Source material:
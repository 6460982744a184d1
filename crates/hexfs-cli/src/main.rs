//! The `hexfs` binary: mount a HexFS directory of six container files.

use anyhow::{bail, Context, Result};
use clap::{Parser, ValueEnum};
use hexfs_core::{parse_key_file, BackendKind, Filesystem, MountConfig, Owner, KEY_FILE_LEN};
use hexfs_fuse::MountOptions;
use std::path::PathBuf;
use std::sync::Arc;
use tracing::info;
use tracing_subscriber::EnvFilter;

#[derive(Debug, Clone, Copy, ValueEnum)]
enum Backend {
    /// In-process memory; nothing survives unmount.
    Memory,
    /// Regular files with positional I/O.
    File,
    /// Memory-mapped files.
    Mmap,
}

impl From<Backend> for BackendKind {
    fn from(backend: Backend) -> Self {
        match backend {
            Backend::Memory => Self::Memory,
            Backend::File => Self::File,
            Backend::Mmap => Self::Mmap,
        }
    }
}

#[derive(Parser)]
#[command(
    name = "hexfs",
    about = "A user-space filesystem persisted into six container files"
)]
struct Cli {
    /// Directory holding the container files (created on first mount).
    /// Ignored for the memory backend.
    data_dir: PathBuf,

    /// Where to mount the filesystem.
    mountpoint: PathBuf,

    /// Host container implementation.
    #[arg(long, value_enum, default_value_t = Backend::Mmap)]
    backend: Backend,

    /// Approximate maximum total size in bytes; 0 means bounded only by
    /// the host.
    #[arg(long, default_value_t = 0)]
    max_size: u64,

    /// Path to a 40-byte key file; enables per-chunk authenticated
    /// encryption.
    #[arg(long)]
    key_file: Option<PathBuf>,

    /// Ask the host filesystem to punch holes for freed data blocks.
    #[arg(long)]
    punch_holes: bool,

    /// Allow other users to access the mount.
    #[arg(long)]
    allow_other: bool,

    /// Log filter, e.g. "info" or "hexfs_core=debug".
    #[arg(long, default_value = "info")]
    log: String,
}

fn process_owner() -> Owner {
    // SAFETY: geteuid/getegid cannot fail and take no arguments.
    let uid = unsafe { libc::geteuid() };
    let gid = unsafe { libc::getegid() };
    Owner { uid, gid }
}

fn main() -> Result<()> {
    let cli = Cli::parse();

    tracing_subscriber::fmt()
        .with_env_filter(EnvFilter::try_new(&cli.log).context("invalid log filter")?)
        .init();

    let key = match &cli.key_file {
        Some(path) => {
            let raw = std::fs::read(path)
                .with_context(|| format!("cannot read key file {}", path.display()))?;
            if raw.len() != KEY_FILE_LEN {
                bail!(
                    "key file {} must be exactly {KEY_FILE_LEN} bytes, got {}",
                    path.display(),
                    raw.len()
                );
            }
            Some(parse_key_file(&raw).context("invalid key file")?)
        }
        None => None,
    };

    let backend: BackendKind = cli.backend.into();
    if backend != BackendKind::Memory && !cli.data_dir.is_dir() {
        bail!("data directory {} does not exist", cli.data_dir.display());
    }

    let config = MountConfig {
        backend,
        dir: cli.data_dir.clone(),
        max_size: cli.max_size,
        key,
        punch_holes: cli.punch_holes,
        root_owner: process_owner(),
    };

    let fs = Arc::new(
        Filesystem::mount(&config)
            .map_err(|e| anyhow::anyhow!("mount failed: {e}"))?,
    );
    info!(
        data_dir = %cli.data_dir.display(),
        mountpoint = %cli.mountpoint.display(),
        backend = ?cli.backend,
        encrypted = config.key.is_some(),
        "serving"
    );

    let options = MountOptions {
        allow_other: cli.allow_other,
        ..MountOptions::default()
    };
    hexfs_fuse::mount(Arc::clone(&fs), &cli.mountpoint, &options)
        .context("FUSE session failed")?;

    fs.unmount()
        .map_err(|e| anyhow::anyhow!("unmount failed: {e}"))?;
    Ok(())
}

What to produce: Write all the entries again precisely as they were given.

Response area:
repository 6460982744a184d1
filename crates/hexfs-cli/src/main.rs
//! The `hexfs` binary: mount a HexFS directory of six container files.

use anyhow::{bail, Context, Result};
use clap::{Parser, ValueEnum};
use hexfs_core::{parse_key_file, BackendKind, Filesystem, MountConfig, Owner, KEY_FILE_LEN};
use hexfs_fuse::MountOptions;
use std::path::PathBuf;
use std::sync::Arc;
use tracing::info;
use tracing_subscriber::EnvFilter;

#[derive(Debug, Clone, Copy, ValueEnum)]
enum Backend {
    /// In-process memory; nothing survives unmount.
    Memory,
    /// Regular files with positional I/O.
    File,
    /// Memory-mapped files.
    Mmap,
}

impl From<Backend> for BackendKind {
    fn from(backend: Backend) -> Self {
        match backend {
            Backend::Memory => Self::Memory,
            Backend::File => Self::File,
            Backend::Mmap => Self::Mmap,
        }
    }
}

#[derive(Parser)]
#[command(
    name = "hexfs",
    about = "A user-space filesystem persisted into six container files"
)]
struct Cli {
    /// Directory holding the container files (created on first mount).
    /// Ignored for the memory backend.
    data_dir: PathBuf,

    /// Where to mount the filesystem.
    mountpoint: PathBuf,

    /// Host container implementation.
    #[arg(long, value_enum, default_value_t = Backend::Mmap)]
    backend: Backend,

    /// Approximate maximum total size in bytes; 0 means bounded only by
    /// the host.
    #[arg(long, default_value_t = 0)]
    max_size: u64,

    /// Path to a 40-byte key file; enables per-chunk authenticated
    /// encryption.
    #[arg(long)]
    key_file: Option<PathBuf>,

    /// Ask the host filesystem to punch holes for freed data blocks.
    #[arg(long)]
    punch_holes: bool,

    /// Allow other users to access the mount.
    #[arg(long)]
    allow_other: bool,

    /// Log filter, e.g. "info" or "hexfs_core=debug".
    #[arg(long, default_value = "info")]
    log: String,
}

fn process_owner() -> Owner {
    // SAFETY: geteuid/getegid cannot fail and take no arguments.
    let uid = unsafe { libc::geteuid() };
    let gid = unsafe { libc::getegid() };
    Owner { uid, gid }
}

fn main() -> Result<()> {
    let cli = Cli::parse();

    tracing_subscriber::fmt()
        .with_env_filter(EnvFilter::try_new(&cli.log).context("invalid log filter")?)
        .init();

    let key = match &cli.key_file {
        Some(path) => {
            let raw = std::fs::read(path)
                .with_context(|| format!("cannot read key file {}", path.display()))?;
            if raw.len() != KEY_FILE_LEN {
                bail!(
                    "key file {} must be exactly {KEY_FILE_LEN} bytes, got {}",
                    path.display(),
                    raw.len()
                );
            }
            Some(parse_key_file(&raw).context("invalid key file")?)
        }
        None => None,
    };

    let backend: BackendKind = cli.backend.into();
    if backend != BackendKind::Memory && !cli.data_dir.is_dir() {
        bail!("data directory {} does not exist", cli.data_dir.display());
    }

    let config = MountConfig {
        backend,
        dir: cli.data_dir.clone(),
        max_size: cli.max_size,
        key,
        punch_holes: cli.punch_holes,
        root_owner: process_owner(),
    };

    let fs = Arc::new(
        Filesystem::mount(&config)
            .map_err(|e| anyhow::anyhow!("mount failed: {e}"))?,
    );
    info!(
        data_dir = %cli.data_dir.display(),
        mountpoint = %cli.mountpoint.display(),
        backend = ?cli.backend,
        encrypted = config.key.is_some(),
        "serving"
    );

    let options = MountOptions {
        allow_other: cli.allow_other,
        ..MountOptions::default()
    };
    hexfs_fuse::mount(Arc::clone(&fs), &cli.mountpoint, &options)
        .context("FUSE session failed")?;

    fs.unmount()
        .map_err(|e| anyhow::anyhow!("unmount failed: {e}"))?;
    Ok(())
}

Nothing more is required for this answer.